Scorpions, Anxiety, and Coffee Mugs

But It's Alright If

I don't remember what happened before now, but I am currently in the hospital.
I seriously no clue of how I got here. Wasn't I at home? Didn't dad...
Oh. My dad. That's what...what exactly did he do?

As I racked my brain for an explaination, I heard the door open. I turned to see if my father returned, but a nurse came in and checked my machines. I opened my mouth to speak, but nothing came out but a raspy groan. Jesus! It felt like my whole jaw was on fire!
The nurse quickly turned away and produced a very large needle.
Oh my fuck. Gerard would've spontaniously combusted.
I tightly shut my eyes as the metal pierced my back. Holy shit! What was that?!
"That better?"
Ha. Think I'm going to try to talk again?
I shook my head yes, even though I didn't feel any different. Y'know, besides the literal pain in my ass.
She smiled and left.
Well, damn. I guess that didn't go as planned. Maybe if I mentally retraced my footsteps...

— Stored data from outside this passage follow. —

//! Maps a parsed action onto the Night Shift controller and prints the result.
//!
//! Everything is written to the supplied writer; nothing here exits the
//! process or returns a controller error to the caller.

use crate::args::{CliAction, ParsedArgs};

use log::debug;
use nightshift_core::{BlueLightClient, ControllerError, NightShift, SetOutcome};
use std::io::{self, Write};

const APP_NAME: &str = env!("CARGO_PKG_NAME");
const APP_VERSION: &str = env!("CARGO_PKG_VERSION");
const APP_LICENSE: &str = env!("CARGO_PKG_LICENSE");

/// Run one action.
///
/// `connect` is only called for actions that talk to Night Shift, so help,
/// version and unknown arguments work on machines without CoreBrightness.
pub fn run<C, F, W>(parsed: &ParsedArgs, connect: F, out: &mut W) -> io::Result<()>
where
    C: BlueLightClient,
    F: FnOnce() -> Result<NightShift<C>, ControllerError>,
    W: Write,
{
    match &parsed.action {
        CliAction::ShowHelp => print_help(&parsed.program, out),
        CliAction::ShowVersion => print_version(out),
        CliAction::Unknown(arg) => {
            writeln!(out, "Unknown argument: {}", arg)?;
            writeln!(out, "Use --help for usage information")
        }
        action => match connect() {
            Ok(night_shift) => run_controller(action, &night_shift, out),
            Err(e) => {
                debug!("could not create blue light client: {}", e);
                print_error(out, &ControllerError::Unsupported)
            }
        },
    }
}

fn run_controller<C, W>(
    action: &CliAction,
    night_shift: &NightShift<C>,
    out: &mut W,
) -> io::Result<()>
where
    C: BlueLightClient,
    W: Write,
{
    match action {
        CliAction::Toggle => match night_shift.toggle() {
            Ok(enabled) => writeln!(out, "Night Shift is now {}", on_off(enabled)),
            Err(e) => print_error(out, &e),
        },
        CliAction::On => set_enabled(night_shift, true, out),
        CliAction::Off => set_enabled(night_shift, false, out),
        CliAction::Status => print_status(night_shift, out),
        other => {
            debug!("{:?} does not use the controller", other);
            Ok(())
        }
    }
}

fn set_enabled<C, W>(
    night_shift: &NightShift<C>,
    target: bool,
    out: &mut W,
) -> io::Result<()>
where
    C: BlueLightClient,
    W: Write,
{
    match night_shift.set_enabled(target) {
        Ok(SetOutcome::Changed) => writeln!(out, "Night Shift is now {}", on_off(target)),
        Ok(SetOutcome::AlreadySet) => writeln!(out, "Night Shift is already {}", on_off(target)),
        Err(e) => print_error(out, &e),
    }
}

fn print_status<C, W>(night_shift: &NightShift<C>, out: &mut W) -> io::Result<()>
where
    C: BlueLightClient,
    W: Write,
{
    if !night_shift.is_supported() {
        return print_error(out, &ControllerError::Unsupported);
    }

    writeln!(
        out,
        "Night Shift is currently {}",
        on_off(night_shift.is_enabled())
    )?;

    if let Some(schedule) = night_shift.schedule() {
        writeln!(out, "Night Shift schedule: {}", schedule)?;
    }
    Ok(())
}

fn print_error<W: Write>(out: &mut W, error: &ControllerError) -> io::Result<()> {
    writeln!(out, "Error: {}", error)
}

fn print_help<W: Write>(program: &str, out: &mut W) -> io::Result<()> {
    write!(
        out,
        "\
Usage: {program} [OPTION]

Control macOS Night Shift from the command line

Options:
  on                Turn Night Shift on
  off               Turn Night Shift off
  toggle            Toggle Night Shift (default if no arguments provided)
  status            Display current Night Shift status
  -h, --help        Display this help message
  -v, --version     Display version information

Examples:
  {program}           # Toggle Night Shift on/off
  {program} on        # Turn Night Shift on
  {program} off       # Turn Night Shift off
  {program} status    # Show current Night Shift status

Set RUST_LOG=debug to print diagnostics to stderr.
"
    )
}

fn print_version<W: Write>(out: &mut W) -> io::Result<()> {
    writeln!(out, "{} v{}", APP_NAME, APP_VERSION)?;
    writeln!(out, "License: {}", APP_LICENSE)
}

fn on_off(enabled: bool) -> &'static str {
    if enabled { "ON" } else { "OFF" }
}

#[cfg(test)]
mod tests {
    use super::*;
    use nightshift_core::{BlueLightStatus, MockBlueLightClient, ObjcBool, Schedule, ScheduleTime};

    fn dispatch(args: &[&str], mock: &MockBlueLightClient) -> String {
        let parsed = ParsedArgs::parse(args);
        let mut out = Vec::new();
        run(&parsed, || Ok(NightShift::new(mock)), &mut out).unwrap();
        String::from_utf8(out).unwrap()
    }

    fn enabled_mock() -> MockBlueLightClient {
        MockBlueLightClient::with_status(BlueLightStatus {
            enabled: ObjcBool::YES,
            active: ObjcBool::YES,
            ..Default::default()
        })
    }

    #[test]
    fn test_no_arguments_toggles_back_and_forth() {
        let mock = enabled_mock();

        assert_eq!(dispatch(&["prog"], &mock), "Night Shift is now OFF\n");
        assert_eq!(dispatch(&["prog"], &mock), "Night Shift is now ON\n");
        assert_eq!(mock.writes(), 2);
    }

    #[test]
    fn test_on_and_already_on() {
        let mock = MockBlueLightClient::new();

        assert_eq!(dispatch(&["prog", "on"], &mock), "Night Shift is now ON\n");
        assert_eq!(
            dispatch(&["prog", "on"], &mock),
            "Night Shift is already ON\n"
        );
        assert_eq!(mock.writes(), 1);
    }

    #[test]
    fn test_uppercase_matches_lowercase() {
        let lower = MockBlueLightClient::new();
        let upper = MockBlueLightClient::new();

        assert_eq!(
            dispatch(&["prog", "ON"], &upper),
            dispatch(&["prog", "on"], &lower)
        );
        assert_eq!(upper.get_status(), lower.get_status());
    }

    #[test]
    fn test_off_when_off() {
        let mock = MockBlueLightClient::new();
        assert_eq!(
            dispatch(&["prog", "off"], &mock),
            "Night Shift is already OFF\n"
        );
        assert_eq!(mock.writes(), 0);
    }

    #[test]
    fn test_status_with_custom_schedule() {
        let mock = MockBlueLightClient::with_status(BlueLightStatus {
            enabled: ObjcBool::YES,
            mode: 2,
            schedule: Schedule {
                from_time: ScheduleTime::new(22, 0),
                to_time: ScheduleTime::new(7, 0),
            },
            ..Default::default()
        });

        assert_eq!(
            dispatch(&["prog", "status"], &mock),
            "Night Shift is currently ON\nNight Shift schedule: Custom (22:00 to 7:00)\n"
        );
        assert_eq!(mock.writes(), 0);
    }

    #[test]
    fn test_status_when_read_fails() {
        let mock = enabled_mock();
        mock.set_read_failure(true);

        assert_eq!(
            dispatch(&["prog", "status"], &mock),
            "Night Shift is currently OFF\n"
        );
    }

    #[test]
    fn test_unsupported_reports_error() {
        let mock = MockBlueLightClient::unsupported();
        let expected = "Error: Night Shift is not supported on this Mac\n";

        assert_eq!(dispatch(&["prog"], &mock), expected);
        assert_eq!(dispatch(&["prog", "on"], &mock), expected);
        assert_eq!(dispatch(&["prog", "status"], &mock), expected);
        assert_eq!(mock.writes(), 0);
    }

    #[test]
    fn test_connect_failure_reports_unsupported() {
        let parsed = ParsedArgs::parse(["prog", "toggle"]);
        let mut out = Vec::new();
        run(
            &parsed,
            || -> Result<NightShift<MockBlueLightClient>, ControllerError> {
                Err(ControllerError::ClassNotFound("CBBlueLightClient"))
            },
            &mut out,
        )
        .unwrap();

        assert_eq!(
            String::from_utf8(out).unwrap(),
            "Error: Night Shift is not supported on this Mac\n"
        );
    }

    #[test]
    fn test_non_controller_actions_never_connect() {
        for args in [["prog", "frobnicate"], ["prog", "--help"], ["prog", "-V"]] {
            let parsed = ParsedArgs::parse(args);
            let mut out = Vec::new();
            let mut connected = false;
            run(
                &parsed,
                || -> Result<NightShift<MockBlueLightClient>, ControllerError> {
                    connected = true;
                    Ok(NightShift::new(MockBlueLightClient::new()))
                },
                &mut out,
            )
            .unwrap();
            assert!(!connected, "{:?} connected", args);
        }
    }

    #[test]
    fn test_unknown_argument_message() {
        let mock = MockBlueLightClient::new();
        assert_eq!(
            dispatch(&["prog", "Frobnicate"], &mock),
            "Unknown argument: frobnicate\nUse --help for usage information\n"
        );
        assert_eq!(mock.writes(), 0);
    }

    #[test]
    fn test_help_uses_program_name() {
        let mock = MockBlueLightClient::new();
        let help = dispatch(&["/usr/local/bin/ns", "-h"], &mock);

        assert!(help.starts_with("Usage: ns [OPTION]\n"));
        assert!(help.contains("  ns status    # Show current Night Shift status\n"));
    }

    #[test]
    fn test_version() {
        let mock = MockBlueLightClient::new();
        let version = dispatch(&["prog", "--version"], &mock);

        assert!(version.starts_with(&format!("{} v{}\n", APP_NAME, APP_VERSION)));
        assert!(version.contains("License: MIT OR Apache-2.0"));
    }
}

Okay, so I was at school, the bell rang to go home, and I met up with Gerard and Mikey. They wanted to go to that teen club that was only open on the weekends, and I said I would ask. Of course, I wouldn't though, my parents would explode.
Alright, anyway, I walked home, alone as usual, and went into my room to get ready for the night. Eyeliner, old cut-up Misfits shirt, and my favorite pair of jeans. I'd have to wear the same shoes, because honestly, it was the only pair I have. Then, I went into the bathroom, took a very quick shower, and got dressed. And since it was only four, I watched cartoons for a bit.
Then, I went back to the bathroom, after turning off the television, not wanting to anger my father if he came home first. He was violent when he was angry.
And he scared the living shit out of me when he was being violent.

I think my father came home right after I finished my hair, and I was currently putting on a thick layer of red onto my lids. He would fucking ring my neck if he saw me like that.
Or did he? Is that why I'm in here?
No, more happened...I...I fell, didn't I?
Yeah, I tripped in my room. Then he called me into the living room, and it went downhill from there.
Did he break my jaw? It felt as if it wasn't even there.
Oh no, he's gonna be pissed. Too many people will ask him too many questions. And you know who he'll take his anger out on? Me.
Wait.
What if...what if I'm not there? What if he hits mom?! She is so timid and fragile...he'd break her in two!
Holy mother of God. He better leave her the fuck alone. I will go insane if he lays a hand on her.